Barnie Day was a Democratic delegate from Patrick County from his election in 1997 through the 2001 session. A former county administrator and business owner, he is now a banker.
Imagine a basketball game where there is no offense.

Imagine the tip-off. Neither team will come to center court. Both remain in a zone defense beneath their respective goals.

The stands are full. And the crowd is into it, shouting in unison, “Dee-fense! Dee-fense! The clock starts. The ref does the toss-up. But there is nobody there to jump for it and the ball bounces, and rolls to a stop.

Still, both teams are arrayed in a defensive zone.

Oh, make no mistake. They’re alert. Eyes wide and intense, the players all shift back and forth nervously, arms up, fingers spread.

The crowd loves it.

“Dee-fense! Dee-fense!” The roar is incessant and thunderous.

The first quarter ticks down. The defensive zones tighten. Then the second. And it is halftime. And high-fives all around.

The score is zip-zip and everybody loves it. They’re not losing!

Such is the sorry state of tax reform debate in Virginia. Such is the sorry rationale that is driving it.

At one end of the court, Governor Mark Warner and his small, but cagey, band of House and Senate Democrats shift warily. At the other, Speaker of the House Bill Howell cautions his Republican majority.

(They’re not reigning defensive champions by accident, he tells them. You don’t play defense for a 150 years and not learn a little something about the game.)

Despite their readiness, despite the shifts, despite the intensity with which they are made, there is a fundamental difference between these two teams.

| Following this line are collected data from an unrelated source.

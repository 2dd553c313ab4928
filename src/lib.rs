//! Load `.env` files into the process environment.
//!
//! ```text
//! # comment
//! ROOT_DIR=/usr/local
//! BIN_DIR=${ROOT_DIR}/bin          # reference an earlier key
//! TMP_DIR=${MY_TMP_DIR:-/tmp}      # fallback, MY_TMP_DIR stays unset
//! CONF_DIR=${MY_DIR:=${ROOT_DIR}/my}/etc  # default is also assigned to MY_DIR
//! NAME='single quoted # not a comment'
//! ```
//!
//! Values are dereferenced in file order against the target environment,
//! so later lines see what earlier lines (and `:=` defaults) have set.

use std::path::Path;

use tracing::warn;

pub mod env;
pub use env::{Env, GetEnv, SystemEnv};

pub mod error;
pub use error::{Error, Result};

pub mod interpolate;
pub use interpolate::{resolve, Expansion};

pub mod line_splitter;

pub mod loader;
pub use loader::Loader;

pub mod options;
pub use options::{Builder, Options};

pub mod parsed_file;
pub use parsed_file::ParsedFile;

pub mod parser;
pub use parser::{parse_bytes, parse_line, parse_str, Line};

/// Loads the file named by `DOTREF_CONFIG_PATH` (default `.env`) into the
/// process environment, configured through the `DOTREF_CONFIG_*` variables.
#[inline]
pub fn load() -> Result<()> {
    Options::try_from_env()?.config()
}

/// Loads `path` into the process environment without overwriting existing
/// variables.
#[inline]
pub fn load_from(path: impl AsRef<Path>) -> Result<()> {
    Loader::new().load(path, false)?;
    Ok(())
}

#[inline]
pub fn build() -> Builder {
    Builder::new()
}

pub(crate) fn config_with_options<P>(env: &mut impl Env, options: &Options<P>) -> Result<()>
where P: AsRef<Path> + Clone {
    let mut loader = Loader::with_env(env);

    match loader.load(options.path.as_ref(), options.override_env) {
        Ok(_) => Ok(()),
        Err(err @ Error::Io { .. }) if !options.required => {
            warn!("{err}");
            Ok(())
        }
        Err(err) => Err(err),
    }
}
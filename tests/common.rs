#[macro_export]
macro_rules! assert_env_eq {
    ($env:ident, $fixture:expr) => {
        for (key, expected_value) in $fixture {
            let actual_value = $env.get(key);

            assert!(actual_value.is_some(), "{key} is expected to be set, but isn't");
            let actual_value = actual_value.unwrap();
            assert_eq!(actual_value, expected_value, "{key} is expected to be {expected_value:?}, but is {actual_value:?}");
        }
    };
}

#[macro_export]
macro_rules! env_map {
    ($($key:expr => $value:expr),* $(,)?) => {
        std::collections::HashMap::<String, String>::from([
            $(($key.to_string(), $value.to_string())),*
        ])
    };
}
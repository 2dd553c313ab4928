use std::{ffi::OsString, path::PathBuf, process::Command};

#[cfg(target_family = "unix")]
use std::os::unix::process::CommandExt;

use anyhow::Context;
use clap::Parser;
use tracing_subscriber::{fmt, prelude::*, EnvFilter};

use dotref::{env::SystemEnv, GetEnv, Options};

/// Load a .env file into the environment, then run a command.
///
/// Without a command the resulting variables are printed.
#[derive(Parser)]
#[command(name = "dotref", version)]
struct Cli {
    /// File to load
    #[arg(short, long, env = "DOTREF_CONFIG_PATH", default_value = ".env")]
    file: PathBuf,

    /// Overwrite variables that are already set
    #[arg(short, long = "override")]
    override_env: bool,

    /// Ignore a missing or unreadable file
    #[arg(long)]
    optional: bool,

    /// Command and arguments to run
    #[arg(trailing_var_arg = true, allow_hyphen_values = true)]
    command: Vec<OsString>,
}

fn exec(cli: Cli) -> anyhow::Result<()> {
    let options = Options {
        override_env: cli.override_env,
        required: !cli.optional,
        path: &cli.file,
    };
    options.config()?;

    let mut args = cli.command.into_iter();
    let Some(program) = args.next() else {
        // the file was already applied; parse again only for its key order
        let parsed = std::fs::read(&cli.file)
            .map(|bytes| dotref::parse_bytes(&bytes))
            .unwrap_or_default();

        let env = SystemEnv::new();
        for key in parsed.keys() {
            if let Some(value) = env.get_lossy(key) {
                println!("{key}={value}");
            }
        }
        return Ok(());
    };

    #[cfg(target_family = "unix")]
    return Err(Command::new(&program).args(args).exec())
        .with_context(|| format!("failed to execute {program:?}"));

    #[cfg(not(target_family = "unix"))]
    {
        let status = Command::new(&program)
            .args(args)
            .status()
            .with_context(|| format!("failed to execute {program:?}"))?;
        std::process::exit(status.code().unwrap_or(1));
    }
}

fn main() {
    tracing_subscriber::registry()
        .with(EnvFilter::try_from_default_env().unwrap_or_else(|_| EnvFilter::new("warn")))
        .with(fmt::layer().with_writer(std::io::stderr))
        .init();

    if let Err(error) = exec(Cli::parse()) {
        eprintln!("dotref: {error:#}");
        std::process::exit(1);
    }
}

Warner has no bench. It is empty. It takes all of his folks just to floor a team. Howell, on the other hand, has All-Americans who can’t even find a place to sit. They mill about, un-sweated, reading paperbacks and sipping the Gatorade, knowing the nod will never come.

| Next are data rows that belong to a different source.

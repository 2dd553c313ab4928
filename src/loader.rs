use std::{ffi::OsStr, io::Read, path::Path};

use tracing::{debug, trace};

use crate::{env::{Env, SystemEnv}, interpolate::resolve, parser::parse_bytes, Error, Result};

/// Applies `.env` files and key/value mappings to an environment store.
///
/// Calls are applied strictly in order: a value may reference anything set
/// by an earlier key, including defaults assigned through `${NAME:=...}`.
/// Nothing is rolled back if a later call fails.
///
/// ```no_run
/// # fn main() -> dotref::Result<()> {
/// dotref::Loader::new()
///     .load(".env", false)?
///     .parse([("LOG_DIR", "${APP_ROOT:-/srv/app}/log")], false);
/// # Ok(())
/// # }
/// ```
#[derive(Debug, Default)]
pub struct Loader<E: Env = SystemEnv> {
    env: E,
}

impl Loader<SystemEnv> {
    /// Loader writing to the process environment.
    #[inline]
    pub fn new() -> Self {
        Self { env: SystemEnv() }
    }
}

impl<E: Env> Loader<E> {
    #[inline]
    pub fn with_env(env: E) -> Self {
        Self { env }
    }

    #[inline]
    pub fn env(&self) -> &E {
        &self.env
    }

    #[inline]
    pub fn env_mut(&mut self) -> &mut E {
        &mut self.env
    }

    #[inline]
    pub fn into_env(self) -> E {
        self.env
    }

    /// Reads, parses and applies the file at `path`.
    ///
    /// An unreadable file is an [`Error::Io`]. An empty file is not an error.
    pub fn load(&mut self, path: impl AsRef<Path>, overwrite: bool) -> Result<&mut Self> {
        let path = path.as_ref();
        let bytes = std::fs::read(path).map_err(|err| Error::io(path, err))?;
        debug!(path = %path.display(), size = bytes.len(), "loading");
        Ok(self.parse(parse_bytes(&bytes), overwrite))
    }

    /// Like [`Loader::load`] for an arbitrary byte source.
    pub fn load_reader(&mut self, mut reader: impl Read, overwrite: bool) -> Result<&mut Self> {
        let mut bytes = Vec::new();
        reader.read_to_end(&mut bytes).map_err(|err| Error::io("<reader>", err))?;
        Ok(self.parse(parse_bytes(&bytes), overwrite))
    }

    /// Dereferences every value and applies it with [`Loader::set_env`], in
    /// iteration order.
    pub fn parse<I, K, V>(&mut self, pairs: I, overwrite: bool) -> &mut Self
    where I: IntoIterator<Item=(K, V)>, K: AsRef<str>, V: AsRef<str> {
        for (key, value) in pairs {
            let value = resolve(value.as_ref(), &mut self.env);
            self.set_env(key.as_ref(), &value, overwrite);
        }
        self
    }

    /// Stores `value` under `key` if `overwrite` is set or `key` is absent.
    /// Returns whether the store was written.
    pub fn set_env(&mut self, key: &str, value: &str, overwrite: bool) -> bool {
        let key = OsStr::new(key);

        if !overwrite && self.env.contains(key) {
            debug!(?key, "already defined and was NOT overwritten");
            return false;
        }

        let stored = self.env.try_set(key, OsStr::new(value));
        if stored {
            trace!(?key, value, "set");
        }
        stored
    }
}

Morgan Griffith comes to mind. Morgan, the Republican Majority Leader. Morgan The Magnificent. Morgan The Missing. Has he vanished? Has he been kidnapped? Is there an Amber Alert for Morgan? Is his picture on the cartons of milk?

(Hey, big guy, the title is ‘Leader’, not Republican Majority Follower. Shall we issue an APB for you?)

The ball lies untouched. A pity it is. Tax reform is THE ISSUE. We all know it. All the blue-ribbon commissions have said so. It has been studied to death.

What we have now no longer works. It doesn’t fit anymore. Not even close. How do we meet our needs with a Victorian model that wears pork-chop sideburns, and striped breeches, and a monocle, and patent leather shoes? How do we do that?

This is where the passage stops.